Embedded payments have been growing in popularity as an answer to these changing dynamics. However, settling on the right format is no easy task.
We’ve helped numerous companies navigate this decision-making process and identified the best practices along the way. Here’s our six-step approach:
Six steps for embedding payments
Determine the payment methods to offer
The first step is to figure out which payment methods to offer end customers, as these differ by geography and directly affect customer conversion and repeat usage. Adding the right option for the right country can have a powerful impact. After a few years of operating in a country, one of our clients was able to boost conversion by nearly 40 percent in one country by introducing a local payment method.

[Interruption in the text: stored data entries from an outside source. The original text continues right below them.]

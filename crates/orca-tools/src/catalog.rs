use async_trait::async_trait;
use std::sync::Arc;
use tracing::{debug, warn};

use orca_core::{OrcaError, Result, ToolCall, ToolDef, ToolExecutor, ToolRegistry, ToolResult};

use crate::handler::ToolHandler;

struct Entry {
    handler: Arc<dyn ToolHandler>,
    /// Projects that may see this tool. Empty = every project.
    projects: Vec<String>,
}

impl Entry {
    fn visible_to(&self, project_id: &str) -> bool {
        self.projects.is_empty() || self.projects.iter().any(|p| p == project_id)
    }
}

struct Fallback {
    registry: Arc<dyn ToolRegistry>,
    executor: Arc<dyn ToolExecutor>,
}

/// In-process tool catalog.
///
/// Handlers are listed in registration order. When a fallback catalog is
/// attached (usually a [`crate::RemoteToolService`]), its tools are listed
/// after the local ones and calls for names with no local handler are sent
/// there. A local handler shadows a fallback tool of the same name.
#[derive(Default)]
pub struct LocalToolCatalog {
    entries: Vec<Entry>,
    fallback: Option<Fallback>,
}

impl LocalToolCatalog {
    pub fn new() -> Self {
        Self::default()
    }

    /// Register a handler visible to every project.
    pub fn register(&mut self, handler: Arc<dyn ToolHandler>) {
        self.register_scoped(handler, Vec::new());
    }

    /// Register a handler visible only to the given projects.
    pub fn register_scoped(&mut self, handler: Arc<dyn ToolHandler>, projects: Vec<String>) {
        let name = handler.definition().name;
        debug!(tool = %name, projects = projects.len(), "registered tool handler");
        self.entries.retain(|e| e.handler.definition().name != name);
        self.entries.push(Entry { handler, projects });
    }

    pub fn with_handler(mut self, handler: Arc<dyn ToolHandler>) -> Self {
        self.register(handler);
        self
    }

    pub fn with_scoped_handler(mut self, handler: Arc<dyn ToolHandler>, projects: &[&str]) -> Self {
        self.register_scoped(handler, projects.iter().map(|p| p.to_string()).collect());
        self
    }

    pub fn with_fallback<T>(mut self, remote: Arc<T>) -> Self
    where
        T: ToolRegistry + ToolExecutor + 'static,
    {
        self.fallback = Some(Fallback {
            registry: remote.clone(),
            executor: remote,
        });
        self
    }

    pub fn len(&self) -> usize {
        self.entries.len()
    }

    pub fn is_empty(&self) -> bool {
        self.entries.is_empty()
    }

    fn find(&self, name: &str) -> Option<&Entry> {
        self.entries
            .iter()
            .find(|e| e.handler.definition().name == name)
    }
}

#[async_trait]
impl ToolRegistry for LocalToolCatalog {
    async fn list_tools(&self, user_id: &str, project_id: &str) -> Result<Vec<ToolDef>> {
        let mut tools: Vec<ToolDef> = self
            .entries
            .iter()
            .filter(|e| e.visible_to(project_id))
            .map(|e| e.handler.definition())
            .collect();

        if let Some(ref fallback) = self.fallback {
            match fallback.registry.list_tools(user_id, project_id).await {
                Ok(remote) => {
                    for def in remote {
                        if self.find(&def.name).is_none() {
                            tools.push(def);
                        }
                    }
                }
                Err(e) => warn!(error = %e, "remote tool listing failed, serving local tools only"),
            }
        }

        Ok(tools)
    }
}

#[async_trait]
impl ToolExecutor for LocalToolCatalog {
    async fn execute(&self, call: &ToolCall) -> Result<ToolResult> {
        if let Some(entry) = self.find(&call.name) {
            let project = call
                .args
                .get("projectId")
                .and_then(|v| v.as_str())
                .unwrap_or_default();
            if !entry.visible_to(project) {
                return Err(OrcaError::ToolExecution {
                    tool: call.name.clone(),
                    reason: format!("not available in project '{project}'"),
                });
            }
            debug!(tool = %call.name, action = %call.action, "executing local tool");
            return entry.handler.execute(&call.action, &call.args).await;
        }

        match self.fallback {
            Some(ref fallback) => fallback.executor.execute(call).await,
            None => Err(OrcaError::ToolExecution {
                tool: call.name.clone(),
                reason: "unknown tool".into(),
            }),
        }
    }
}
//! Knowledge-graph enrichment.
//!
//! A [`KnowledgeSource`] resolves the entities a request mentions into graph
//! nodes; the assembler renders the result right after the system prompt.

use async_trait::async_trait;
use serde::{Deserialize, Serialize};
use serde_json::Value;
use std::collections::BTreeMap;

use orca_core::Result;

#[derive(Debug, Clone, PartialEq, Default, Serialize, Deserialize)]
pub struct KnowledgeNode {
    pub id: String,
    /// "ticket", "pr", "file", "service", ...
    pub entity_type: String,
    pub display_name: String,
    #[serde(default)]
    pub properties: BTreeMap<String, Value>,
}

#[derive(Debug, Clone, PartialEq, Default, Serialize, Deserialize)]
pub struct KnowledgeEdge {
    pub from: String,
    pub to: String,
    pub relationship: String,
}

/// What a lookup found for one request.
///
/// `edges[i]` describes how `related[i]` connects to the retrieved nodes.
#[derive(Debug, Clone, PartialEq, Default, Serialize, Deserialize)]
pub struct KnowledgeContext {
    pub retrieved: Vec<KnowledgeNode>,
    pub related: Vec<KnowledgeNode>,
    pub edges: Vec<KnowledgeEdge>,
}

impl KnowledgeContext {
    pub fn is_empty(&self) -> bool {
        self.retrieved.is_empty() && self.related.is_empty()
    }

    /// Markdown rendering; empty when nothing was found.
    pub fn format_for_llm(&self) -> String {
        let mut sections = Vec::new();

        if !self.retrieved.is_empty() {
            let mut lines = vec!["## Knowledge Graph Context".to_string()];
            for n in &self.retrieved {
                let props = format_properties(&n.properties);
                lines.push(format!(
                    "- [{}] **{}**: {} {}",
                    n.entity_type, n.id, n.display_name, props
                ));
            }
            sections.push(lines.join("\n"));
        }

        if !self.related.is_empty() {
            let mut lines = vec!["## Related Items".to_string()];
            for (i, n) in self.related.iter().enumerate() {
                let relationship = self
                    .edges
                    .get(i)
                    .map(|e| e.relationship.as_str())
                    .unwrap_or_default();
                lines.push(format!(
                    "- [{}] {} ({})",
                    n.entity_type, n.display_name, relationship
                ));
            }
            sections.push(lines.join("\n"));
        }

        sections.join("\n\n")
    }
}

fn format_properties(props: &BTreeMap<String, Value>) -> String {
    let parts: Vec<String> = props
        .iter()
        .filter(|(k, v)| !(k.as_str() == "source" && v.as_str() == Some("stub")))
        .map(|(k, v)| match v {
            Value::String(s) => format!("{k}: {s}"),
            other => format!("{k}: {other}"),
        })
        .collect();
    if parts.is_empty() {
        String::new()
    } else {
        format!("({})", parts.join(", "))
    }
}

/// Resolves a query and caller-supplied entity hints into graph context.
#[async_trait]
pub trait KnowledgeSource: Send + Sync {
    async fn lookup(&self, query: &str, entity_hints: &[String]) -> Result<KnowledgeContext>;
}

Once the payment methods on offer have been chosen, the next step is configuring them at the checkout. Too many options can be confusing and disrupt the customer experience. The order in which the payment methods are displayed is also important – customers are more likely to use the payment method listed first. It is therefore recommended to order the payment methods to optimize the conversion and the costs. Furthermore, a default payment method is often twice as likely to be used, resulting in better conversion and lowered costs. Developing a suitable order and anchoring customers with a default option nudges them toward an efficient outcome for the business.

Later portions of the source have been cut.